Пустынная вершина Голгоѳы… три креста на ней… Посреди распятъ Тотъ, единый вздохъ Котораго могъ-бы уничтожить всѣ сущіе міры и вселенныя… И Онъ мучится, какъ человѣкъ… И въ послѣднія мгновенія, когда страданія Его не имѣютъ предѣла, поблѣднѣвшими отъ невыносимой боли устами Онъ оставляетъ человѣчеству вѣчный завѣтъ Свой: «Прости имъ, Господи, не вѣдятъ бо, что творятъ!» Елисуецъ сидѣлъ весь блѣдный. Онъ грозно смотрѣлъ вдаль разгорѣвшися глазами, до половины вынутый кинжалъ такъ и застылъ въ его рукѣ.

— И Онъ умеръ?.. Какъ разбойники около, умеръ?..

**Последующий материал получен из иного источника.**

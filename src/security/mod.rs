//! Address safety checks.
//!
//! Classifies addresses the validation server would refuse to contact.

mod reserved;

pub use reserved::is_address_reserved;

— Умеръ… и въ третій день воскресъ.

— Воскресъ?.. Это все въ книгахъ есть, что Онъ воскресъ?

— Да, да, Амедъ — есть.

— Какъ хорошо! И воскресъ, и показался людямъ?.. Его видѣли, — ты говоришь?.. И многіе его видѣли?.. Долго?.. И днемъ видѣли, и ночью?

— Да, видѣли и его ученики, и другіе.

— Видѣли живого? Онъ говорилъ съ ними, съ учениками, со всѣми, кто въ него вѣровалъ?

— Да, одинъ между ними былъ недовѣрчивый… Христосъ показалъ ему раны Свои.

— Исса — великій пророкъ…

Воскресеніе Господне впечатлительную душу Амеда наполнило неописуемымъ восторгомъ. Онъ смотрѣлъ въ синее-синее небо, и ему казалось, что среди свѣтоноснаго облака онъ видитѣ Иссу, такого кроткаго, такого кроткаго!.. Онъ, видимо, искалъ сравненія… «Какъ ягненокъ, когда его рѣжутъ!..»

— Его недаромъ мы называемъ Агнцемъ…

— Ты хорошо говоришь… Ты очень хорошо говоришь… Я-бы тебя всю жизнь слушалъ! — вырвалось у него, и самъ онъ былъ не радъ, замѣтивъ, какъ вдругъ вспыхнула дѣвушка.

Она, впрочемъ, тотчасъ-же засмѣялась.

— Я вамъ, Амедъ, принесла книгу, гдѣ все это написано. Вѣдь вы учились въ русской школѣ. Какъ-же вы ничего не знали объ этомъ?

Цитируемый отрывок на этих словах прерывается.